--- START ---
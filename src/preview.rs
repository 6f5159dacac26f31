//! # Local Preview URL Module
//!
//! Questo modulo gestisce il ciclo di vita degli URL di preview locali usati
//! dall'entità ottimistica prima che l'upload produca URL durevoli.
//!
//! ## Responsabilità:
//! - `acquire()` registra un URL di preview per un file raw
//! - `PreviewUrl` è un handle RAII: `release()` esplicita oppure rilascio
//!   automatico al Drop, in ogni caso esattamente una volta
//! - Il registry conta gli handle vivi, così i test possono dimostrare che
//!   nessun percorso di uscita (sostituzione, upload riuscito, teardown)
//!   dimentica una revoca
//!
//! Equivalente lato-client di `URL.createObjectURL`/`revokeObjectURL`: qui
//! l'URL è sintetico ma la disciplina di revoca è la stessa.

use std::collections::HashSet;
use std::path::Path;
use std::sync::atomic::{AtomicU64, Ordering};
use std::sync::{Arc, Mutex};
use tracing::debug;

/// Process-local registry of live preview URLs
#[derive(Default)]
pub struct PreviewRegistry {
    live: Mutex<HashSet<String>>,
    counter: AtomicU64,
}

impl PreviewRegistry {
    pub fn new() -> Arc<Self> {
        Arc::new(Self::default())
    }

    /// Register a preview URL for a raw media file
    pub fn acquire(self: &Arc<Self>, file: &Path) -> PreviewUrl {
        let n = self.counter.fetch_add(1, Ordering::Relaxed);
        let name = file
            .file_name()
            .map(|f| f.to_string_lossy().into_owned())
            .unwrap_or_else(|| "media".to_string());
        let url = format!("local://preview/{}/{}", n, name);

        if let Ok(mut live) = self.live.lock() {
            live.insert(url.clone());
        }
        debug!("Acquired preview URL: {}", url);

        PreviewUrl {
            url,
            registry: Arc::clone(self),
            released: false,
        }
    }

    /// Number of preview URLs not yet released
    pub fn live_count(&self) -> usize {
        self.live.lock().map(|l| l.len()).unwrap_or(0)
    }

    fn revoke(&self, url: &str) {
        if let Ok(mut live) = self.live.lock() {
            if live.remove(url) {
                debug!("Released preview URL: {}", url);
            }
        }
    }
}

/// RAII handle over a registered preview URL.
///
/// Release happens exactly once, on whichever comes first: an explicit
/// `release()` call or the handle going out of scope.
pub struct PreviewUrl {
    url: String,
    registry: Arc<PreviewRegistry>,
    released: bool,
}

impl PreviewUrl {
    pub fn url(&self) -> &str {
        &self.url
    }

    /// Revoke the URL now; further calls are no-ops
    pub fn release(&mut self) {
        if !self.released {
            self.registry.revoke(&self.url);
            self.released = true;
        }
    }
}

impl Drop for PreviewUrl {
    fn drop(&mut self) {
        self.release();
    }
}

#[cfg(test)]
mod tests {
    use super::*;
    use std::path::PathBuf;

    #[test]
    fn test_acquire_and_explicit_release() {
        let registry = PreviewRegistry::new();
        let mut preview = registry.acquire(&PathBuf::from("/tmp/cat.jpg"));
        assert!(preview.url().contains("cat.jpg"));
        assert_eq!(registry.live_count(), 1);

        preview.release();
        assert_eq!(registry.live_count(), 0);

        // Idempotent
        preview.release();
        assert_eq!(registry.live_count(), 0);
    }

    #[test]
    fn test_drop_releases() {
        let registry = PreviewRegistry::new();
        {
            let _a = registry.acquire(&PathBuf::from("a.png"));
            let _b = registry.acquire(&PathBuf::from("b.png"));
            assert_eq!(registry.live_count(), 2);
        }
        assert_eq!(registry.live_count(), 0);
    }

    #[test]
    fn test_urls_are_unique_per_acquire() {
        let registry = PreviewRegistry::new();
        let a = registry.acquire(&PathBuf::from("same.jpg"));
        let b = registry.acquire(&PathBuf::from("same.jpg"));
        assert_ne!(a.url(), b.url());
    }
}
--- END ---
--- START ---
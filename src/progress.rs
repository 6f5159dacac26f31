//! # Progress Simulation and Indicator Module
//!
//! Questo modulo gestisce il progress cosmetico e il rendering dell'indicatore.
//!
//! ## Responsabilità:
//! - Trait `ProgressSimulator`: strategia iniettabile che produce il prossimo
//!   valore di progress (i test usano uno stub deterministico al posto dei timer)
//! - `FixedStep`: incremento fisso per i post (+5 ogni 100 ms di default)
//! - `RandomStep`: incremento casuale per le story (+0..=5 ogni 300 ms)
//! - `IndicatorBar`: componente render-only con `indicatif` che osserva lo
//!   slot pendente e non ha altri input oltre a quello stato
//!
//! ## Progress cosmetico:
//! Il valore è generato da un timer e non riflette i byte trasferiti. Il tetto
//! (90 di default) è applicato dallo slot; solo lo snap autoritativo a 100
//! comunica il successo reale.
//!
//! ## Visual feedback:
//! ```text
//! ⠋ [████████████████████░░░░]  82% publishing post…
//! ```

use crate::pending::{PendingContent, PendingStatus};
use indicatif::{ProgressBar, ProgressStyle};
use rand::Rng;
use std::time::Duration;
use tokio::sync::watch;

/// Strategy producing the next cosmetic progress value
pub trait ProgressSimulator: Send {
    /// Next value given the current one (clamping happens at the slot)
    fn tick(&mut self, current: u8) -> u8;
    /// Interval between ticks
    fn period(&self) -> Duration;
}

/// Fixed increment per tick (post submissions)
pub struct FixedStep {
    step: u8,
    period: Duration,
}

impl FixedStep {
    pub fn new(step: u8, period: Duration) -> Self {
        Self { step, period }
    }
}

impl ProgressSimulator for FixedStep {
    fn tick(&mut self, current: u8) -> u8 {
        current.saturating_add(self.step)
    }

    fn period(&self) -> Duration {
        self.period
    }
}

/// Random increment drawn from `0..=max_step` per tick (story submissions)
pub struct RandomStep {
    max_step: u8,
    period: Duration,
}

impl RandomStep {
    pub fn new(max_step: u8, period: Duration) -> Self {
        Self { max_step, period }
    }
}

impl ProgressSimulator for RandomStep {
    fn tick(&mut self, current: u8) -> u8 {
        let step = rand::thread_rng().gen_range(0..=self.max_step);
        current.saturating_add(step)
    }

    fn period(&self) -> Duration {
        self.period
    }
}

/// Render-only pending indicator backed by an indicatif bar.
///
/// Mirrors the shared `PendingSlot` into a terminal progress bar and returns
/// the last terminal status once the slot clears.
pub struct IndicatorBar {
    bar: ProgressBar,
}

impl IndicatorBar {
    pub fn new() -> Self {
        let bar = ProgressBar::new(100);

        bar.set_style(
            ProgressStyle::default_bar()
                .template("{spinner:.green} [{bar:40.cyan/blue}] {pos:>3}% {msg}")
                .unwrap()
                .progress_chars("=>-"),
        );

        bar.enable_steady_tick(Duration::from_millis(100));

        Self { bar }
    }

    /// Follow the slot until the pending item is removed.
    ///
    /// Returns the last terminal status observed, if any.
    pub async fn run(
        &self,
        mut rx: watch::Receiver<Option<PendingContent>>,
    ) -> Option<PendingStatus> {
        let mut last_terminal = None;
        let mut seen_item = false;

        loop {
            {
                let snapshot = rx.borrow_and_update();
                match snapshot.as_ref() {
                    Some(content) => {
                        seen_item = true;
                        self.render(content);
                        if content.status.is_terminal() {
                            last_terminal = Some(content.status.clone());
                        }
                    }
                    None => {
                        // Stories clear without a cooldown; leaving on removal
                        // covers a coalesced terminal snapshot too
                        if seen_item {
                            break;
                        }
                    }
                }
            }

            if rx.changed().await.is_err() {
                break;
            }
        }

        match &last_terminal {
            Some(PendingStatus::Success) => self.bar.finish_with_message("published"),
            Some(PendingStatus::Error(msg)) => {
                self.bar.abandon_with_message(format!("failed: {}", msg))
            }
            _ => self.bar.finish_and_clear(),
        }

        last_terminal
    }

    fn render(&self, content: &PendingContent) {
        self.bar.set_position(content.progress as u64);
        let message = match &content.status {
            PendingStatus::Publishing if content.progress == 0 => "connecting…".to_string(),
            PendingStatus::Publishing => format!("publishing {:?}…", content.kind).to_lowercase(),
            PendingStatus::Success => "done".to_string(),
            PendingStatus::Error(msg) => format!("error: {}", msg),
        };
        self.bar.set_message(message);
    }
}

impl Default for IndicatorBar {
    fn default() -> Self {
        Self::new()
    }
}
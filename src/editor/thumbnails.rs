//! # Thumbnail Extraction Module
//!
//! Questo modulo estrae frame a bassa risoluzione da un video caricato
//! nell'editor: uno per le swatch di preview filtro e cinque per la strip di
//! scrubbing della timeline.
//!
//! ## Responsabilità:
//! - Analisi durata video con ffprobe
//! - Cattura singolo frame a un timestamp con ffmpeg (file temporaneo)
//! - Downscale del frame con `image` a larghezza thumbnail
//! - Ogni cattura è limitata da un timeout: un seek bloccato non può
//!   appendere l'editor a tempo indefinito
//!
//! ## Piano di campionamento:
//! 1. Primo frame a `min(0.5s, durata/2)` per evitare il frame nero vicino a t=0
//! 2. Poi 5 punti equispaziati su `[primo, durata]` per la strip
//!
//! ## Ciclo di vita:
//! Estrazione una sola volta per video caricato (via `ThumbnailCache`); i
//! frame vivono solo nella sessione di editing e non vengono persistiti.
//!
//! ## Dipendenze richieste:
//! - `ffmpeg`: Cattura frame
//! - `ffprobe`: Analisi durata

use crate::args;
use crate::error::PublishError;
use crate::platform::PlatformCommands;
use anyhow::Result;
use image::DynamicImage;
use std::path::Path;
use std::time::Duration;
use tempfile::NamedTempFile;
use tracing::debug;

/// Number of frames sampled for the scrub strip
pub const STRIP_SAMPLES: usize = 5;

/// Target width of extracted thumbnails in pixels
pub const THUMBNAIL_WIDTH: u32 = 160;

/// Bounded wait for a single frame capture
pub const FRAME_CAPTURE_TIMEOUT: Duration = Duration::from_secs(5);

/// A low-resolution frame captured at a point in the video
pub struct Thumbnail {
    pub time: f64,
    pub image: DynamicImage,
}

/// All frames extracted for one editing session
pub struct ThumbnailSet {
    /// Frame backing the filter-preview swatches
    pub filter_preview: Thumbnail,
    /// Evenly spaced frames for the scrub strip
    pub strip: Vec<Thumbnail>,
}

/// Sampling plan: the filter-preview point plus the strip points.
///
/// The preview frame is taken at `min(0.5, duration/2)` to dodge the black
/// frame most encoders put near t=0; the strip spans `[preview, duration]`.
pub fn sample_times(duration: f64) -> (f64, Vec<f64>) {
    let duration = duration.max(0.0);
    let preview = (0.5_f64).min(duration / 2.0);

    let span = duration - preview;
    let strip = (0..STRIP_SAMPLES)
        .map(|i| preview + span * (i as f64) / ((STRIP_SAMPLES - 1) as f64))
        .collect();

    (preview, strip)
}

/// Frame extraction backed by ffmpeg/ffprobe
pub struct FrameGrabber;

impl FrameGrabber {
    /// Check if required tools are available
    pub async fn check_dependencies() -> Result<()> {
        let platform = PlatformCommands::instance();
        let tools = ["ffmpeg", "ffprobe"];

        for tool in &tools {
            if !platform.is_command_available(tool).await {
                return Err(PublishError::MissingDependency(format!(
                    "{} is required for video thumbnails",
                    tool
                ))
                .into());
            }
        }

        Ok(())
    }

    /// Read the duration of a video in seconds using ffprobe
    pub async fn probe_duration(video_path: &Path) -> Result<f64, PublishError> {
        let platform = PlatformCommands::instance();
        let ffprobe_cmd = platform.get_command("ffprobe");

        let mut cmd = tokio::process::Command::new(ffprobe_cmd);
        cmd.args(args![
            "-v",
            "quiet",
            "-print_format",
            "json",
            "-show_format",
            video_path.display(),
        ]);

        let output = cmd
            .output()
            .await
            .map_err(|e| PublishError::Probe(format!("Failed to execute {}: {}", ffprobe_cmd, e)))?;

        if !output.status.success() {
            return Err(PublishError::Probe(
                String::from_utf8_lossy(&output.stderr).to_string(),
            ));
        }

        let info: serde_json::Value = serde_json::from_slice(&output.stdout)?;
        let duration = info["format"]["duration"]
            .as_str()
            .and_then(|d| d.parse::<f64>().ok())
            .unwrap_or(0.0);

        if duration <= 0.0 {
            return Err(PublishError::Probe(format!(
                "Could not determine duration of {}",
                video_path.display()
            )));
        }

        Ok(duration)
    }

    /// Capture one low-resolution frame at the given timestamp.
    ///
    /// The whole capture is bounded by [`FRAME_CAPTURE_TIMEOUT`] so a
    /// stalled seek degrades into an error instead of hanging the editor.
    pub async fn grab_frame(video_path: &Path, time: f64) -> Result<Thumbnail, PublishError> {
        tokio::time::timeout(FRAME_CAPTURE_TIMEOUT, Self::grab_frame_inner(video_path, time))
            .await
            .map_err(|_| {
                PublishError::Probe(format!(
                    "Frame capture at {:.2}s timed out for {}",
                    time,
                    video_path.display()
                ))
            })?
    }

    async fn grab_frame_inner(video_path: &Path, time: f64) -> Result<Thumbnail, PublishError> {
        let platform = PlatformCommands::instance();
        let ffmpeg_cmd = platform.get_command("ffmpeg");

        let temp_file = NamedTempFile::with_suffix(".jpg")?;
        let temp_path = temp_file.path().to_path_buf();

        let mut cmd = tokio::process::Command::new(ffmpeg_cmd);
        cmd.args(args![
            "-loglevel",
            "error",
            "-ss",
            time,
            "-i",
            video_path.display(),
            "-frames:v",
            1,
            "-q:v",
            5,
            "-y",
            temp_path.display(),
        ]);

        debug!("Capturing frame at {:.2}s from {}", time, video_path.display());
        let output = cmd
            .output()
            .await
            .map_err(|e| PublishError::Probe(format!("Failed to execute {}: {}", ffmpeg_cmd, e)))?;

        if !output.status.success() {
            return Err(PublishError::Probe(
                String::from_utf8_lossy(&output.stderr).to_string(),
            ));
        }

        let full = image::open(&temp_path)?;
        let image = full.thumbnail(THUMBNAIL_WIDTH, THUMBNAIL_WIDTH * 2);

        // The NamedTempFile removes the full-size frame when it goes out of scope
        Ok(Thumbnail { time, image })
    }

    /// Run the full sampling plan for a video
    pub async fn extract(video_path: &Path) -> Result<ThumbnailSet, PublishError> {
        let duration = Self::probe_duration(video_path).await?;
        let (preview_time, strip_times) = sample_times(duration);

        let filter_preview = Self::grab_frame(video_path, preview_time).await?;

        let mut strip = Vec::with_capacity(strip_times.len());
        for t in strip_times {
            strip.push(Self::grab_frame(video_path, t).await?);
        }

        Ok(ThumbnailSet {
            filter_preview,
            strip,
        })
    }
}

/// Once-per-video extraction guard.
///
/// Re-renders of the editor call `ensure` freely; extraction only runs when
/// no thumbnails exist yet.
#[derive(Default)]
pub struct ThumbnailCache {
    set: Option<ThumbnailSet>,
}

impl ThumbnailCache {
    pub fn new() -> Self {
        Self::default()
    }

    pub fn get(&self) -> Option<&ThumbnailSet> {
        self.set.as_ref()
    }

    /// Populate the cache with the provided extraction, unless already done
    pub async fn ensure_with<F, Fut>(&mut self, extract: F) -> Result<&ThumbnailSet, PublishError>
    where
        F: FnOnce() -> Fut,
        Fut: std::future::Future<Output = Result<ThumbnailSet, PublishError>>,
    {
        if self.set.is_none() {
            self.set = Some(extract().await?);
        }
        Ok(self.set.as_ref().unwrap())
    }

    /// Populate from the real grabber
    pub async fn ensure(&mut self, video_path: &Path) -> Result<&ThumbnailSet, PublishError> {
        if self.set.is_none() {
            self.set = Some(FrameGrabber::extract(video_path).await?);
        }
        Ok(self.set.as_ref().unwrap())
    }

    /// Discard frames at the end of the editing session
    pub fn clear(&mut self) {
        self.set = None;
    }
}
--- END ---
--- START ---
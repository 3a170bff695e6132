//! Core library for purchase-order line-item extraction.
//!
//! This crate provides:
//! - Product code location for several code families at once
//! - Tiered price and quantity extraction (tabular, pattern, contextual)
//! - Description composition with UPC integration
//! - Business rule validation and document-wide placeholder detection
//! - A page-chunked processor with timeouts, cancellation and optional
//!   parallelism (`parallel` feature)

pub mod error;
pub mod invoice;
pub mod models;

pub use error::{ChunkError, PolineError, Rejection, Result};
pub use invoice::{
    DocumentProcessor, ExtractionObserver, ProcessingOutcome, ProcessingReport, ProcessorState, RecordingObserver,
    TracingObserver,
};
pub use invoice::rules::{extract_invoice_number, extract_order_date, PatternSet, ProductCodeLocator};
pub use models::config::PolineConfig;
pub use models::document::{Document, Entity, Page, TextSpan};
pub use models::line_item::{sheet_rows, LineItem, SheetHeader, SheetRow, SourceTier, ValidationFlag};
--- END ---
All lines above that include the word "NamedTempFile" must be copied into the answer.

use tempfile::NamedTempFile;
        let temp_file = NamedTempFile::with_suffix(".jpg")?;
        // The NamedTempFile removes the full-size frame when it goes out of scope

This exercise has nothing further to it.